All’impronta secentesca del tempio si sovrappongono i dettagli chiaramente neoclassici dell’altare principale del 1890, con una singolare ancona lignea laccata e dorata con al centro la statua della Madonna con il Bambino e ai lati i due Santi titolari.

Non sfuggono all’attenzione il bel dipinto del Crocifisso coi i santi Gervasio e Protasio, posto sopra l’altare, realizzato sui pannelli di legno costituenti le ante dell’antica ancona, il grande Crocifisso sull’architrave dell’arco trionfale e l’artistico antependium ligneo, ornato di simbolici telamoni (immagini virili), posto sul fronte dell’altare rivolto al popolo, proveniente dallo smembramento del pulpito.

Nelle cappelle laterali, possiamo ammirare due pregevoli tele secentesche. La prima, sull’altare della Madonna, presenta il Miracolo della neve di ignoto pittore, raffigurante la Vergine con il Bambino portata dagli angeli e la lunga processione che si snoda, presieduta dal pontefice, verso il luogo della prodigiosa nevicata estiva.
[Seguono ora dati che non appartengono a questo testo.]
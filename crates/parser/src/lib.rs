//! Schema parsing for protoc-gen-twirp_flow
//!
//! This crate turns compiled protobuf descriptors into the registry of
//! models and services the generator renders from.
//!
//! ## Extraction Rules
//!
//! - `google/protobuf/timestamp.proto` is never extracted; fields of type
//!   `google.protobuf.Timestamp` become the `Date` primitive
//! - every top-level message becomes a model, one field per declared field
//! - every service becomes a service, one method per unary RPC
//! - output file names replace the `.proto` extension with `.js`

pub mod naming;
mod protobuf;
mod type_mapper;

pub use protobuf::{ProtobufParser, TIMESTAMP_FILE};
pub use type_mapper::{MappedType, TypeMapper, TIMESTAMP_FULL_NAME};
//! Descriptor pool loading

use prost::Message;
use prost_reflect::DescriptorPool;
use prost_types::{FileDescriptorProto, FileDescriptorSet};
use std::fs;
use std::path::Path;
use twirp_flow_common::{ContextRegistry, GeneratorError, RegistryBuilder, Result};

/// Protobuf schema parser
///
/// Holds a descriptor pool together with the order in which the schema
/// files were supplied; extraction follows that order.
pub struct ProtobufParser {
    /// Descriptor pool for reflection
    pool: DescriptorPool,

    /// Schema file names in caller order
    file_names: Vec<String>,
}

impl ProtobufParser {
    /// Load a serialized FileDescriptorSet from disk
    ///
    /// # Example
    /// ```rust,ignore
    /// let parser = ProtobufParser::from_file("service.pb")?;
    /// ```
    pub fn from_file<P: AsRef<Path>>(path: P) -> Result<Self> {
        let bytes = fs::read(path.as_ref()).map_err(|e| {
            GeneratorError::Parse(format!(
                "Failed to read FileDescriptorSet file {}: {}",
                path.as_ref().display(),
                e
            ))
        })?;

        Self::from_file_descriptor_set(&bytes)
    }

    /// Parse a serialized FileDescriptorSet
    pub fn from_file_descriptor_set(bytes: &[u8]) -> Result<Self> {
        let file_descriptor_set = FileDescriptorSet::decode(bytes).map_err(|e| {
            GeneratorError::Parse(format!("Failed to decode FileDescriptorSet: {}", e))
        })?;

        Self::from_file_descriptor_protos(file_descriptor_set.file)
    }

    /// Build from already-decoded file descriptors, e.g. a plugin request's
    /// `proto_file` list
    pub fn from_file_descriptor_protos(files: Vec<FileDescriptorProto>) -> Result<Self> {
        let file_names: Vec<String> = files.iter().map(|f| f.name().to_string()).collect();

        let pool = DescriptorPool::from_file_descriptor_set(FileDescriptorSet { file: files })
            .map_err(|e| {
                GeneratorError::Parse(format!("Failed to create DescriptorPool: {}", e))
            })?;

        tracing::debug!(files = file_names.len(), "loaded descriptor pool");

        Ok(Self { pool, file_names })
    }

    /// Run extraction over every file, in order
    pub fn parse(&self) -> Result<ContextRegistry> {
        let mut builder = RegistryBuilder::new();

        for name in &self.file_names {
            let file = self.pool.get_file_by_name(name).ok_or_else(|| {
                GeneratorError::Parse(format!("File {} missing from descriptor pool", name))
            })?;
            super::converter::extract_file(&file, &mut builder)?;
        }

        Ok(builder.build())
    }

    /// Schema file names in caller order
    pub fn file_names(&self) -> &[String] {
        &self.file_names
    }
}

#[cfg(test)]
mod tests {
    use super::*;

    #[test]
    fn test_parse_empty_descriptor_set() {
        let file_descriptor_set = FileDescriptorSet { file: vec![] };
        let bytes = file_descriptor_set.encode_to_vec();

        let parser = ProtobufParser::from_file_descriptor_set(&bytes).unwrap();
        assert!(parser.file_names().is_empty());

        let registry = parser.parse().unwrap();
        assert!(registry.files().is_empty());
    }

    #[test]
    fn test_invalid_bytes_are_parse_errors() {
        let result = ProtobufParser::from_file_descriptor_set(&[0xff, 0xff, 0xff]);
        assert!(matches!(result, Err(GeneratorError::Parse(_))));
    }

    #[test]
    fn test_missing_file_is_parse_error() {
        let result = ProtobufParser::from_file("/nonexistent/descriptor.pb");
        assert!(matches!(result, Err(GeneratorError::Parse(_))));
    }
}
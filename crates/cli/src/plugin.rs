//! protoc plugin protocol
//!
//! protoc writes an encoded `CodeGeneratorRequest` to the plugin's stdin and
//! reads an encoded `CodeGeneratorResponse` back from its stdout. Generation
//! failures travel inside the response; only transport failures are returned
//! as errors.

use anyhow::{Context, Result};
use prost::Message;
use prost_types::compiler::{code_generator_response, CodeGeneratorRequest, CodeGeneratorResponse};
use std::io::{Read, Write};
use twirp_flow_common::{GeneratedFile, GeneratorOptions};
use twirp_flow_generator::ClientGenerator;
use twirp_flow_parser::ProtobufParser;

/// Read and decode a request
pub fn read_request<R: Read>(mut reader: R) -> Result<CodeGeneratorRequest> {
    let mut buf = Vec::new();
    reader
        .read_to_end(&mut buf)
        .context("Failed to read CodeGeneratorRequest")?;

    CodeGeneratorRequest::decode(buf.as_slice()).context("Failed to decode CodeGeneratorRequest")
}

/// Encode and write a response
pub fn write_response<W: Write>(mut writer: W, response: &CodeGeneratorResponse) -> Result<()> {
    writer
        .write_all(&response.encode_to_vec())
        .context("Failed to write CodeGeneratorResponse")?;
    writer.flush().context("Failed to flush CodeGeneratorResponse")
}

/// Run the whole pipeline for one request
///
/// On failure the response carries the error string and no files.
pub fn generate(request: CodeGeneratorRequest) -> CodeGeneratorResponse {
    let mut response = CodeGeneratorResponse {
        supported_features: Some(code_generator_response::Feature::Proto3Optional as u64),
        ..Default::default()
    };

    match run(request) {
        Ok(files) => {
            response.file = files.into_iter().map(response_file).collect();
        }
        Err(e) => {
            tracing::error!(error = %e, "Generation failed");
            response.error = Some(e.to_string());
        }
    }

    response
}

fn run(request: CodeGeneratorRequest) -> twirp_flow_common::Result<Vec<GeneratedFile>> {
    let options = GeneratorOptions::from_parameter(request.parameter.as_deref())?;
    tracing::debug!(
        version = %options.version,
        files = request.proto_file.len(),
        requested = request.file_to_generate.len(),
        "Plugin request"
    );

    let registry = ProtobufParser::from_file_descriptor_protos(request.proto_file)?.parse()?;
    ClientGenerator::new(options)?.generate(&registry)
}

fn response_file(file: GeneratedFile) -> code_generator_response::File {
    code_generator_response::File {
        name: Some(file.name),
        content: Some(file.content),
        ..Default::default()
    }
}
Nella cappella di fronte, dedicata a san Francesco, sulla pala, donata da un membro della famiglia Gatti residente nella contrada di San Silvestro, troviamo un tema caro alla pittura del Seicento: sul cielo cupo squarciato dai lampi si staglia il Crocifisso, tra san Francesco aggrappato alla croce, un angelo adorante e san Silvestro.

Degni di nota sono i paliotti del XVII secolo dei due altari laterali in scagliola di vari colori, probabile opera di maestri intelvesi, il confessionale del Settecento e l’armadio di sacrestia datato 1665.